-- BRIEF --
Beginning with the first line of the data below, reproduce every line unchanged, ending with the line that holds "use std::path::Path;".
►
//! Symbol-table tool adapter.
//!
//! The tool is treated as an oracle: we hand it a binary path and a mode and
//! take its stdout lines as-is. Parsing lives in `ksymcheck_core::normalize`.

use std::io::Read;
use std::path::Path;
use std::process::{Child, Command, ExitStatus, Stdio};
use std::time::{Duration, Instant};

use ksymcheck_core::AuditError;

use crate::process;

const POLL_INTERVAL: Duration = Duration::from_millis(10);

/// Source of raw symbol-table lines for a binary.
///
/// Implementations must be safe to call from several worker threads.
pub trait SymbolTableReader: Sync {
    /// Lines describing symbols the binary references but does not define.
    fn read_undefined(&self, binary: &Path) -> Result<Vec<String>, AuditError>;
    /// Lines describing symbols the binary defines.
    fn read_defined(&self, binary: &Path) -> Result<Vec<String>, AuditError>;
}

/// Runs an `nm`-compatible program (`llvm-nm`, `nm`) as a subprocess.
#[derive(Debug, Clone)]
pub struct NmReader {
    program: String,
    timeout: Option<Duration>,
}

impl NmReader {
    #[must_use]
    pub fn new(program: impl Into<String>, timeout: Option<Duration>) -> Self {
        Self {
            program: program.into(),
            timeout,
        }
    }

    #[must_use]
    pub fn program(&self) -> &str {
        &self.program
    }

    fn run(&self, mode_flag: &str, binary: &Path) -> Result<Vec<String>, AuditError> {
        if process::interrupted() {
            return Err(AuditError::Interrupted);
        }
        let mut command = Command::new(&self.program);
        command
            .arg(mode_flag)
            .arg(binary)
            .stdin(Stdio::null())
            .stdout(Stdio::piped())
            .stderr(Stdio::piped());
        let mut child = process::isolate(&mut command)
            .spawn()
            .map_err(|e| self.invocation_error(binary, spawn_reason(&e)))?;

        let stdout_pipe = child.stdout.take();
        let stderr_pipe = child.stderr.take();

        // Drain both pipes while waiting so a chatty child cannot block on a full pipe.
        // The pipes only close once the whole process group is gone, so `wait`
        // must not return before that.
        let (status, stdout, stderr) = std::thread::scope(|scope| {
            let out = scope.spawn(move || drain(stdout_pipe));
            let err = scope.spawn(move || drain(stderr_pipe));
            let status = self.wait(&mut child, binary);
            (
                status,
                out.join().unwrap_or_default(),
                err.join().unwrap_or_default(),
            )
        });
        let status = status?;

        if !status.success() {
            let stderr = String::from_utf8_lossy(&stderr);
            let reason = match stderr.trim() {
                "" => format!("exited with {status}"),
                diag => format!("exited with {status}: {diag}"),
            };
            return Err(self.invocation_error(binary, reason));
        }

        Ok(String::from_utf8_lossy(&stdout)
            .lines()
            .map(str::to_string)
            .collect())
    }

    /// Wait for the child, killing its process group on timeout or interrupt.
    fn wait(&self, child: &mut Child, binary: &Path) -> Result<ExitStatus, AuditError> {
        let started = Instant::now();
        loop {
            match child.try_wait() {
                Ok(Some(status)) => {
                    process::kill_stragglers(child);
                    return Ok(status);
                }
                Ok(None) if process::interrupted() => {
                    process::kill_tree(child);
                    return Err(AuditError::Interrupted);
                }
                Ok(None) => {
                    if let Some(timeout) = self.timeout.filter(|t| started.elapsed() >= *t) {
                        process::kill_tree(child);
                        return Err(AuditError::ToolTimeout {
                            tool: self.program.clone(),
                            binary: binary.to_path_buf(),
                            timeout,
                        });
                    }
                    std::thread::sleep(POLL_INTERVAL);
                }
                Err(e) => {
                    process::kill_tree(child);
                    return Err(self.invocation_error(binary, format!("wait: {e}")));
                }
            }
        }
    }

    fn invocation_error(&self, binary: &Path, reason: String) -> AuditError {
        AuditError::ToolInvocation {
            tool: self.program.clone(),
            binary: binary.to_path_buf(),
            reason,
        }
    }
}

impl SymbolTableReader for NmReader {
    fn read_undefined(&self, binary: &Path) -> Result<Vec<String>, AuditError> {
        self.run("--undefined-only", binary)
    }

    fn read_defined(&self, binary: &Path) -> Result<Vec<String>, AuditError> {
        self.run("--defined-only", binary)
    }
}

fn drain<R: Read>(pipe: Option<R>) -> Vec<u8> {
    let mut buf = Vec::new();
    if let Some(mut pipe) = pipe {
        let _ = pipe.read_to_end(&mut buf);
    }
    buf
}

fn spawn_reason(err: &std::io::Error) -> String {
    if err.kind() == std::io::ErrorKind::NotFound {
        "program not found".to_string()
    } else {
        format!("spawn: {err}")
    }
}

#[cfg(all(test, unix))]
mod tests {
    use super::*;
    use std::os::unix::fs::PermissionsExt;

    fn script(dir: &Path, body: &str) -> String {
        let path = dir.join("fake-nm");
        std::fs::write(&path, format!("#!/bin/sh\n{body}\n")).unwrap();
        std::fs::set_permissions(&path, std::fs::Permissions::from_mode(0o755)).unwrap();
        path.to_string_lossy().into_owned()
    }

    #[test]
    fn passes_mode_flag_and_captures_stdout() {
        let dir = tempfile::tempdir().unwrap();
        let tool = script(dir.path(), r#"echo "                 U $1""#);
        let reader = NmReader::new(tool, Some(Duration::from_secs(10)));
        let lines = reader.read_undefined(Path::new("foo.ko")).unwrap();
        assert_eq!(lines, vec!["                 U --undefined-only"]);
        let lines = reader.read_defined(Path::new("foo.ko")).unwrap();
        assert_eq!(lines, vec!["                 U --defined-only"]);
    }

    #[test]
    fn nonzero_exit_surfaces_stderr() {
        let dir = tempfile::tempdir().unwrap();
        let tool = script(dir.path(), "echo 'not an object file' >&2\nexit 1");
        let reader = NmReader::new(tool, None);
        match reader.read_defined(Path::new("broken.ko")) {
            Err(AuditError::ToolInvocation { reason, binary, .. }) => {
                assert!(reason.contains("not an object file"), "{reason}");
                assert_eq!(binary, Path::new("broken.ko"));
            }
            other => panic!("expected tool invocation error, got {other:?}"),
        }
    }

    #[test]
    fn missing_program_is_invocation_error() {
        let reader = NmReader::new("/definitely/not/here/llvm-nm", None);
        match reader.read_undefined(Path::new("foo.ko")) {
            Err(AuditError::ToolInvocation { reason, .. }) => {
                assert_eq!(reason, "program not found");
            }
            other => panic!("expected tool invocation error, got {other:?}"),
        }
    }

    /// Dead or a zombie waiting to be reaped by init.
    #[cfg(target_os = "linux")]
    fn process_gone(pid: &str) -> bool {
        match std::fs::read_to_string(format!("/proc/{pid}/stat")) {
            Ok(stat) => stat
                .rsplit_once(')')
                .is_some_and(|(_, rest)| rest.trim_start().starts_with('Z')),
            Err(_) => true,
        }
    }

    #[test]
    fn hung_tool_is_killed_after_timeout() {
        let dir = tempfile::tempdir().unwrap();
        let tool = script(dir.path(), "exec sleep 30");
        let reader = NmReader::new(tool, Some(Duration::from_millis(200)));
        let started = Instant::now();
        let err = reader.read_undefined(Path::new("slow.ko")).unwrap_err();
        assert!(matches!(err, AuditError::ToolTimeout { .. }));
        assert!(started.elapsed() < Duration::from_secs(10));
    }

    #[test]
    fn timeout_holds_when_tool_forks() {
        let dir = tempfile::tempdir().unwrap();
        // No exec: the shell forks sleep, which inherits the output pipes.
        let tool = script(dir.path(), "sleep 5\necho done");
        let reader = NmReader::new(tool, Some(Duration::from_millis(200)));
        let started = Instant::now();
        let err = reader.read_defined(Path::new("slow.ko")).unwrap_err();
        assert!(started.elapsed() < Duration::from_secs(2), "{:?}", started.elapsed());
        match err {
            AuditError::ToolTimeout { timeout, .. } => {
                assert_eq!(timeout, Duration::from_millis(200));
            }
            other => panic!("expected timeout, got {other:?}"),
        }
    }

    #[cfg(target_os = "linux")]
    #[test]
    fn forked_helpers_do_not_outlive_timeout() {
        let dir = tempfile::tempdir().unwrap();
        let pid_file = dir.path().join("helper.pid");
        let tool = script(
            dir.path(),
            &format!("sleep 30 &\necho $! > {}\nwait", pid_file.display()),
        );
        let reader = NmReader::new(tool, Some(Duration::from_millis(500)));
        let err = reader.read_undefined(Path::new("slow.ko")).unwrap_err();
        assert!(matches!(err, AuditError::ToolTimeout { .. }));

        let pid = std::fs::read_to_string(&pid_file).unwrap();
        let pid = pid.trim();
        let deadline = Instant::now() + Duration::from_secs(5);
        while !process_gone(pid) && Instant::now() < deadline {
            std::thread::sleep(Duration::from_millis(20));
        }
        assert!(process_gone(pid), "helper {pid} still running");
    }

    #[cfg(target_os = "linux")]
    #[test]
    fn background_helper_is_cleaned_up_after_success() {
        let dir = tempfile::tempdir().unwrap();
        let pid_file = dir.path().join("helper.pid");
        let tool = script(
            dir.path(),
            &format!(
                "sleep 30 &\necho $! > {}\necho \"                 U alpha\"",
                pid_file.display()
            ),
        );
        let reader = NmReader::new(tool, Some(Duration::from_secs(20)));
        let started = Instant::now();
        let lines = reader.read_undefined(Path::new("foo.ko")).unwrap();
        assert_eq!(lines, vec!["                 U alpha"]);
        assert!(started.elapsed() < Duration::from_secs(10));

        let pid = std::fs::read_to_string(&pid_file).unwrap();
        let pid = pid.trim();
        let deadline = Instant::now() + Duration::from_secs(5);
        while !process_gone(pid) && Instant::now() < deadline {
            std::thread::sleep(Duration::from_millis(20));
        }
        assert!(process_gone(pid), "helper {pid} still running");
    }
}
◄
-- SOLUTION FOR THIS PROBLEM --
//! Symbol-table tool adapter.
//!
//! The tool is treated as an oracle: we hand it a binary path and a mode and
//! take its stdout lines as-is. Parsing lives in `ksymcheck_core::normalize`.

use std::io::Read;
use std::path::Path;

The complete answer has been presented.